The problem is that people are people and make mistakes. In the process, they make Kentucky look bad. It happens everywhere, and is a fact of life. Do I think changes should be made to the curriculum to allow a kind of "sports major?" Sure, but let's be honest — it isn't as if these guys who did these crimes didn't know they were doing wrong, they did. They just didn't care, or thought they wouldn't get caught.
No amount of instruction can provide you with a sense of morality, or a determination to do the right thing. That has to come from within.
A lot of experts are picking Tyler Ulis to Kentucky on Friday.
The blowback from the Yahoo! report is already starting. The Clarion-Ledger thinks that Mississippi St. might escape serous trouble.
Nick Saban reacts rather badly to questions about the Yahoo! report [Hat tip: John Clay]:
First we had ESPN showing us, with multiple camera angles and thousands of replays, what happens when an offensive lineman misses a block and how it can create a legend.
Now we have CBS, late to the party but charging fast, with one camera following one player for an entire game.
And you people wonder why college athletes have an entitled attitude.
No, we really don't. I think we figured this out a long time ago. But thanks for the reminder.
For John Wall, every game counts, even exhibitions like Monday's. With an $80 million contract, you bet.
This is actually pretty good, and gets a lot of things right, but I don't agree with this:
Regardless of what happens, the juncture we appear to be at marks an incredible transition in public perception. People, in general, are officially fed up with the current system. Stories like the allegations against Johnny Manziel are not treated as a player breaking the rules. It is held up as an indictment of a system gone haywire. The possible improprieties at Oklahoma State are seen as proof in favor of fewer rules not enforcing the current ones. The academic issues raised in the Wednesday article point to the fallacy and utter joke the concept of the student-athlete has become in major athletic programs. In essence the response to new accusations of misconduct is not that it's bad someone broke the rules but how awful it is the stupid rules are even there at all. You know an organization has reached its twilight when people begin to openly cheer for it to fail at the very purpose it exists to fulfill.
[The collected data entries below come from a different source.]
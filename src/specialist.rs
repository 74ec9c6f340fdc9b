//! Specialists and their backends.
//!
//! The set of specialists is closed. Each contributor owns a disjoint set of
//! plan sections; the QA gate owns none and runs after the merge.

use std::collections::BTreeMap;
use std::fmt;
use std::str::FromStr;
use std::sync::Arc;

use serde::{Deserialize, Serialize};
use serde_json::Value as JsonValue;

use crate::context::ContextPack;
use crate::error::{ExternalCallError, ValidationError};
use crate::patch::OwnerHint;
use crate::plan::{Plan, SectionKey};

/// A specialist role.
///
/// Declaration order is the fixed merge order.
#[derive(Debug, Clone, Copy, PartialEq, Eq, Hash, PartialOrd, Ord, Serialize, Deserialize)]
#[serde(rename_all = "snake_case")]
pub enum SpecialistRole {
    Quality,
    Purchasing,
    Scheduling,
    Engineering,
    /// Terminal gate; writes nothing.
    Qa,
}

impl SpecialistRole {
    /// Contributors in merge order (the QA gate excluded).
    pub const CONTRIBUTORS: [Self; 4] = [
        Self::Quality,
        Self::Purchasing,
        Self::Scheduling,
        Self::Engineering,
    ];

    /// Stable snake_case name.
    #[must_use]
    pub const fn as_str(&self) -> &'static str {
        match self {
            Self::Quality => "quality",
            Self::Purchasing => "purchasing",
            Self::Scheduling => "scheduling",
            Self::Engineering => "engineering",
            Self::Qa => "qa",
        }
    }

    /// Sections this role may write.
    #[must_use]
    pub const fn owned_sections(&self) -> &'static [SectionKey] {
        match self {
            Self::Quality => &[SectionKey::QualityPlan],
            Self::Purchasing => &[SectionKey::Purchasing],
            Self::Scheduling => &[SectionKey::ReleasePlan, SectionKey::ExecutionStrategy],
            Self::Engineering => &[SectionKey::EngineeringInstructions],
            Self::Qa => &[],
        }
    }

    /// Returns true if this role may write `section`.
    #[must_use]
    pub fn owns(&self, section: SectionKey) -> bool {
        self.owned_sections().contains(&section)
    }

    /// The role that owns `section`.
    #[must_use]
    pub fn owner_of(section: SectionKey) -> Option<Self> {
        Self::CONTRIBUTORS.into_iter().find(|r| r.owns(section))
    }

    /// Owner hint used for tasks that omit one.
    #[must_use]
    pub const fn default_owner_hint(&self) -> OwnerHint {
        match self {
            Self::Quality | Self::Qa => OwnerHint::Qa,
            Self::Purchasing => OwnerHint::Buy,
            Self::Scheduling => OwnerHint::Sched,
            Self::Engineering => OwnerHint::Eng,
        }
    }
}

impl fmt::Display for SpecialistRole {
    fn fmt(&self, f: &mut fmt::Formatter<'_>) -> fmt::Result {
        f.write_str(self.as_str())
    }
}

impl FromStr for SpecialistRole {
    type Err = ValidationError;

    fn from_str(s: &str) -> Result<Self, Self::Err> {
        match s.trim().to_ascii_lowercase().as_str() {
            "quality" => Ok(Self::Quality),
            "purchasing" => Ok(Self::Purchasing),
            "scheduling" => Ok(Self::Scheduling),
            "engineering" => Ok(Self::Engineering),
            "qa" => Ok(Self::Qa),
            _ => Err(ValidationError::UnknownValue {
                field: "specialist role".to_string(),
                value: s.to_string(),
            }),
        }
    }
}

/// Opaque reference to a knowledge-retrieval collection. Passed through
/// to specialists uninterpreted.
#[derive(Debug, Clone, Default, PartialEq, Eq, Hash, Serialize, Deserialize)]
#[serde(transparent)]
pub struct KnowledgeRef(String);

impl KnowledgeRef {
    /// Wraps a knowledge reference.
    #[must_use]
    pub fn new(id: impl Into<String>) -> Self {
        Self(id.into())
    }

    /// Returns the reference as a string slice.
    #[must_use]
    pub fn as_str(&self) -> &str {
        &self.0
    }
}

impl fmt::Display for KnowledgeRef {
    fn fmt(&self, f: &mut fmt::Formatter<'_>) -> fmt::Result {
        f.write_str(&self.0)
    }
}

/// Read-only inputs handed to one specialist call.
#[derive(Debug, Clone)]
pub struct SpecialistRequest {
    pub role: SpecialistRole,
    pub plan: Arc<Plan>,
    pub context: Arc<ContextPack>,
    pub knowledge: KnowledgeRef,

    /// 1-based attempt number.
    pub attempt: u32,
}

/// Produces a specialist's raw patch output.
///
/// Implementations wrap whatever computes the patch (typically a model call).
/// The output is untrusted JSON; the coordinator schema-checks it.
pub trait SpecialistBackend: Send + Sync {
    /// Proposes a patch for the request.
    ///
    /// # Errors
    ///
    /// Returns an [`ExternalCallError`]; retryable errors are retried with
    /// backoff by the coordinator.
    fn propose(&self, request: &SpecialistRequest) -> Result<JsonValue, ExternalCallError>;
}

impl<F> SpecialistBackend for F
where
    F: Fn(&SpecialistRequest) -> Result<JsonValue, ExternalCallError> + Send + Sync,
{
    fn propose(&self, request: &SpecialistRequest) -> Result<JsonValue, ExternalCallError> {
        self(request)
    }
}

/// Backend that always returns the same output.
#[derive(Debug, Clone)]
pub struct StaticBackend(JsonValue);

impl StaticBackend {
    /// Creates a backend returning `output`.
    #[must_use]
    pub fn new(output: JsonValue) -> Self {
        Self(output)
    }
}

impl SpecialistBackend for StaticBackend {
    fn propose(&self, _request: &SpecialistRequest) -> Result<JsonValue, ExternalCallError> {
        Ok(self.0.clone())
    }
}

/// Registered specialist backends, keyed by role.
#[derive(Clone, Default)]
pub struct SpecialistSet {
    backends: BTreeMap<SpecialistRole, Arc<dyn SpecialistBackend>>,
}

impl SpecialistSet {
    /// Creates an empty set.
    #[must_use]
    pub fn new() -> Self {
        Self::default()
    }

    /// Registers a backend, replacing any previous one for the role.
    ///
    /// # Errors
    ///
    /// Returns `InvalidConfig` for [`SpecialistRole::Qa`]; the gate is
    /// supplied separately as a [`crate::qa::QaGate`].
    pub fn register(
        &mut self,
        role: SpecialistRole,
        backend: impl SpecialistBackend + 'static,
    ) -> Result<(), ValidationError> {
        if role == SpecialistRole::Qa {
            return Err(ValidationError::InvalidConfig {
                reason: "the qa gate cannot be registered as a specialist backend".to_string(),
            });
        }
        self.backends.insert(role, Arc::new(backend));
        Ok(())
    }

    /// Builder form of [`SpecialistSet::register`].
    ///
    /// # Errors
    ///
    /// See [`SpecialistSet::register`].
    pub fn with(
        mut self,
        role: SpecialistRole,
        backend: impl SpecialistBackend + 'static,
    ) -> Result<Self, ValidationError> {
        self.register(role, backend)?;
        Ok(self)
    }

    /// Backend for a role.
    #[must_use]
    pub fn get(&self, role: SpecialistRole) -> Option<&Arc<dyn SpecialistBackend>> {
        self.backends.get(&role)
    }

    /// Registered roles in merge order.
    pub fn roles(&self) -> impl Iterator<Item = SpecialistRole> + '_ {
        self.backends.keys().copied()
    }

    /// Number of registered backends.
    #[must_use]
    pub fn len(&self) -> usize {
        self.backends.len()
    }

    /// Returns true if no backend is registered.
    #[must_use]
    pub fn is_empty(&self) -> bool {
        self.backends.is_empty()
    }
}

impl fmt::Debug for SpecialistSet {
    fn fmt(&self, f: &mut fmt::Formatter<'_>) -> fmt::Result {
        f.debug_struct("SpecialistSet")
            .field("roles", &self.backends.keys().collect::<Vec<_>>())
            .finish()
    }
}

#[cfg(test)]
mod tests {
    use std::collections::HashSet;

    use serde_json::json;

    use super::*;

    #[test]
    fn ownership_is_disjoint_and_complete() {
        let mut seen = HashSet::new();
        for role in SpecialistRole::CONTRIBUTORS {
            for key in role.owned_sections() {
                assert!(seen.insert(*key), "{key} owned twice");
            }
        }
        assert_eq!(seen.len(), SectionKey::ALL.len());
        assert!(SpecialistRole::Qa.owned_sections().is_empty());
    }

    #[test]
    fn owner_lookup() {
        assert_eq!(
            SpecialistRole::owner_of(SectionKey::ExecutionStrategy),
            Some(SpecialistRole::Scheduling)
        );
        assert!(SpecialistRole::Quality.owns(SectionKey::QualityPlan));
        assert!(!SpecialistRole::Quality.owns(SectionKey::Purchasing));
    }

    #[test]
    fn default_hints() {
        assert_eq!(SpecialistRole::Quality.default_owner_hint(), OwnerHint::Qa);
        assert_eq!(SpecialistRole::Purchasing.default_owner_hint(), OwnerHint::Buy);
        assert_eq!(SpecialistRole::Scheduling.default_owner_hint(), OwnerHint::Sched);
        assert_eq!(SpecialistRole::Engineering.default_owner_hint(), OwnerHint::Eng);
    }

    #[test]
    fn qa_cannot_be_registered() {
        let err = SpecialistSet::new()
            .with(SpecialistRole::Qa, StaticBackend::new(json!({})))
            .unwrap_err();
        assert!(matches!(err, ValidationError::InvalidConfig { .. }));
    }

    #[test]
    fn roles_iterate_in_merge_order() {
        let set = SpecialistSet::new()
            .with(SpecialistRole::Engineering, StaticBackend::new(json!({})))
            .unwrap()
            .with(SpecialistRole::Quality, |_: &SpecialistRequest| -> Result<JsonValue, ExternalCallError> {
                Ok(json!({}))
            })
            .unwrap();
        let roles: Vec<_> = set.roles().collect();
        assert_eq!(roles, vec![SpecialistRole::Quality, SpecialistRole::Engineering]);
    }

    #[test]
    fn role_parsing() {
        assert_eq!(" Purchasing ".parse::<SpecialistRole>().unwrap(), SpecialistRole::Purchasing);
        assert!("legal".parse::<SpecialistRole>().is_err());
    }
}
Mainly, I think the problem is threefold: One, the SI investigation is basically tabloid journalism at it's finest, and people recognize that. They also recognize that it's been too long to matter.
Two, the SEC scandal is, and will continue to produce outrage as soon as the NCAA gets involved, particularly in the case of Alabama. It's just begun, and it has real reporting behind it, not fraudulent "McJournalism."
Three, the UNC scandal was a big deal because they hold themselves up as a paragon of academic virtue, and then get caught up in the kind of academic fraud you might expect at Florida St. or Auburn. When you put yourself on a pedestal, you can't blame people for trying to knock you off.
I'm looking at you, Duke. Your good luck won't last forever.